(About this exercise) Whenever a line of the material contains the string "return", it should be copied.

○ ○ ○ ○ ○

mod view;

use anyhow::{Context, Result};
use chrono::Utc;
use clap::Parser;
use std::env;
use std::fs::OpenOptions;
use std::io::{self, Write};
use std::path::PathBuf;
use std::sync::{Arc, Mutex as StdMutex};
use std::time::Duration;
use tokio::sync::broadcast::error::RecvError;
use tracing::{info, warn};
use tracing_subscriber::{fmt::writer::BoxMakeWriter, EnvFilter};
use twin_core::LatchTiming;
use twin_live::{ComposerConfig, Endpoints, HttpSource, LiveComposer, SystemClock};
use twin_stream::{BackoffPolicy, Tap, TapConfig, WsConnector};

use crate::view::{reconcile, render_line, PushFeed};

#[derive(Parser, Debug)]
#[command(name = "twin-monitor", about = "Live actuator state from the telemetry backend")]
struct Args {
    #[arg(long, default_value = "")]
    api_base: String,
    #[arg(long, default_value = "")]
    stream_url: String,
    #[arg(long, default_value = "")]
    channels: String,
    #[arg(long, default_value = "")]
    log_dir: String,
    #[arg(long, default_value_t = twin_stream::DEFAULT_MAX_BUFFERED)]
    buffer: usize,
    #[arg(long, default_value_t = view::DEFAULT_PUSH_STALENESS.as_millis() as u64)]
    push_staleness_ms: u64,
    /// Degrade a long-indeterminate actuator to UNKNOWN after this many ms.
    #[arg(long)]
    indeterminate_expiry_ms: Option<i64>,
    #[arg(long)]
    select: Option<String>,
}

#[derive(Debug, Clone)]
struct RuntimeConfig {
    api_base: String,
    stream_url: String,
    channels: Vec<String>,
    log_dir: String,
    log_stdout: bool,
    buffer: usize,
    push_staleness: Duration,
    indeterminate_expiry_ms: Option<i64>,
    select: Option<String>,
}

impl RuntimeConfig {
    fn from_args(args: Args) -> Self {
        let api_base = resolve_api_base(&args.api_base);
        let stream_url = resolve_stream_url(&args.stream_url, &api_base);
        Self {
            channels: resolve_channels(&args.channels),
            log_dir: resolve_log_dir(&args.log_dir),
            log_stdout: resolve_log_stdout(),
            buffer: args.buffer,
            push_staleness: Duration::from_millis(args.push_staleness_ms),
            indeterminate_expiry_ms: args.indeterminate_expiry_ms,
            select: args.select.filter(|id| !id.trim().is_empty()),
            api_base,
            stream_url,
        }
    }
}

struct LogGuard {
    file: Option<Arc<StdMutex<std::fs::File>>>,
}

struct MultiWriter {
    stdout_enabled: bool,
    file: Option<Arc<StdMutex<std::fs::File>>>,
}

#[tokio::main]
async fn main() -> Result<()> {
    let config = RuntimeConfig::from_args(Args::parse());
    let _log_guard = init_logging(&config);
    run(config).await
}

async fn run(config: RuntimeConfig) -> Result<()> {
    let source = HttpSource::new(&config.api_base, Endpoints::default())
        .with_context(|| format!("backend url {}", config.api_base))?;
    let tap_config = TapConfig {
        base_url: config.stream_url.clone(),
        channels: config.channels.clone(),
        max_buffered: config.buffer,
        backoff: BackoffPolicy::default(),
    };
    let tap = Arc::new(
        Tap::attach(tap_config, Arc::new(WsConnector)).context("stream subscription")?,
    );
    let composer_config = ComposerConfig {
        latch: LatchTiming {
            indeterminate_expiry_ms: config.indeterminate_expiry_ms,
            ..LatchTiming::default()
        },
        ..ComposerConfig::default()
    };
    let composer = LiveComposer::new(Arc::new(source), Arc::new(SystemClock), composer_config);
    let handle = composer.start();
    handle.select(config.select.clone());
    info!(
        "monitor_started: api={} stream={} channels={}",
        config.api_base,
        config.stream_url,
        config.channels.join(",")
    );

    let mut snapshots = handle.subscribe();
    let mut messages = tap.subscribe();
    let mut push = PushFeed::default();
    let mut last_line = String::new();
    let shutdown = tokio::signal::ctrl_c();
    tokio::pin!(shutdown);

    loop {
        let render = tokio::select! {
            changed = snapshots.changed() => {
                if changed.is_err() {
                    break;
                }
                true
            }
            received = messages.recv() => match received {
                Ok(message) => push.ingest(&message) > 0,
                Err(RecvError::Lagged(skipped)) => {
                    warn!("push_feed_lagged: skipped={skipped}");
                    false
                }
                Err(RecvError::Closed) => break,
            },
            _ = &mut shutdown => {
                info!("shutdown_requested");
                break;
            }
        };
        if !render {
            continue;
        }
        let snapshot = snapshots.borrow_and_update().clone();
        let views = reconcile(
            &snapshot,
            &push,
            Utc::now().timestamp_millis(),
            config.push_staleness,
        );
        let line = render_line(&snapshot, &views);
        if line != last_line {
            println!("{line}");
            last_line = line;
        }
    }

    handle.shutdown();
    tap.close().await;
    let stats = handle.stats();
    let tap_stats = tap.stats();
    if push.is_empty() {
        warn!("push_feed_empty: no actuator readings arrived on the stream");
    }
    info!(
        "monitor_stopped: fast_failures={} published={} tapped={} evicted={} pushed_ids={}",
        stats.fast.failures,
        stats.fast.published,
        tap_stats.delivered,
        tap_stats.evicted,
        push.len()
    );
    Ok(())
}

fn init_logging(config: &RuntimeConfig) -> Option<LogGuard> {
    let level = env::var("TWIN_LOG_LEVEL").unwrap_or_else(|_| "info".to_string());
    let filter = EnvFilter::try_from_default_env().unwrap_or_else(|_| EnvFilter::new(level));
    let writer = match open_log_file(&config.log_dir) {
        Ok(log_guard) => log_guard,
        Err(err) => {
            eprintln!("log_file_error: {err}");
            LogGuard { file: None }
        }
    };
    let file = writer.file.clone();
    let stdout_enabled = config.log_stdout;
    let make_writer = BoxMakeWriter::new(move || MultiWriter::new(file.clone(), stdout_enabled));
    let subscriber = tracing_subscriber::fmt()
        .with_env_filter(filter)
        .with_writer(make_writer)
        .finish();
    if tracing::subscriber::set_global_default(subscriber).is_err() {
        return None;
    }
    Some(writer)
}

impl MultiWriter {
    fn new(file: Option<Arc<StdMutex<std::fs::File>>>, stdout_enabled: bool) -> Self {
        Self {
            stdout_enabled,
            file,
        }
    }
}

impl Write for MultiWriter {
    fn write(&mut self, buf: &[u8]) -> io::Result<usize> {
        if self.stdout_enabled {
            let _ = io::stdout().write_all(buf);
        }
        if let Some(file) = &self.file {
            if let Ok(mut file) = file.lock() {
                let _ = file.write_all(buf);
            }
        }
        Ok(buf.len())
    }

    fn flush(&mut self) -> io::Result<()> {
        if self.stdout_enabled {
            let _ = io::stdout().flush();
        }
        if let Some(file) = &self.file {
            if let Ok(mut file) = file.lock() {
                let _ = file.flush();
            }
        }
        Ok(())
    }
}

fn open_log_file(log_dir: &str) -> io::Result<LogGuard> {
    if log_dir.trim().is_empty() {
        return Ok(LogGuard { file: None });
    }
    let dir = PathBuf::from(log_dir);
    std::fs::create_dir_all(&dir)?;
    let path = dir.join(format!("twin-monitor-{}.log", std::process::id()));
    let file = OpenOptions::new().create(true).append(true).open(path)?;
    Ok(LogGuard {
        file: Some(Arc::new(StdMutex::new(file))),
    })
}

fn resolve_api_base(flag: &str) -> String {
    if !flag.trim().is_empty() {
        return flag.trim().to_string();
    }
    if let Ok(value) = env::var("TWIN_API_BASE") {
        if !value.trim().is_empty() {
            return value.trim().to_string();
        }
    }
    "http://127.0.0.1:8000".to_string()
}

fn resolve_stream_url(flag: &str, api_base: &str) -> String {
    if !flag.trim().is_empty() {
        return flag.trim().to_string();
    }
    if let Ok(value) = env::var("TWIN_STREAM_URL") {
        if !value.trim().is_empty() {
            return value.trim().to_string();
        }
    }
    format!("{}/stream", api_base.trim_end_matches('/'))
}

fn resolve_channels(flag: &str) -> Vec<String> {
    let raw = if !flag.trim().is_empty() {
        flag.to_string()
    } else {
        env::var("TWIN_CHANNELS").unwrap_or_default()
    };
    let channels = split_channels(&raw);
    if channels.is_empty() {
        vec!["live".to_string()]
    } else {
        channels
    }
}

fn split_channels(raw: &str) -> Vec<String> {
    raw.split(',')
        .map(str::trim)
        .filter(|name| !name.is_empty())
        .map(str::to_string)
        .collect()
}

fn resolve_log_dir(flag: &str) -> String {
    if !flag.trim().is_empty() {
        return flag.to_string();
    }
    if let Ok(value) = env::var("TWIN_LOG_DIR") {
        if !value.trim().is_empty() {
            return value;
        }
    }
    ".twin/logs".to_string()
}

fn resolve_log_stdout() -> bool {
    if let Ok(value) = env::var("TWIN_LOG_STDOUT") {
        match value.trim() {
            "1" | "true" | "TRUE" | "yes" | "YES" => return true,
            "0" | "false" | "FALSE" | "no" | "NO" => return false,
            _ => {}
        }
    }
    false
}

○ ○ ○ ○ ○

(Exercise answer)
        return None;
        return Ok(LogGuard { file: None });
        return flag.trim().to_string();
            return value.trim().to_string();
        return flag.trim().to_string();
            return value.trim().to_string();
        return flag.to_string();
            return value;
            "1" | "true" | "TRUE" | "yes" | "YES" => return true,
            "0" | "false" | "FALSE" | "no" | "NO" => return false,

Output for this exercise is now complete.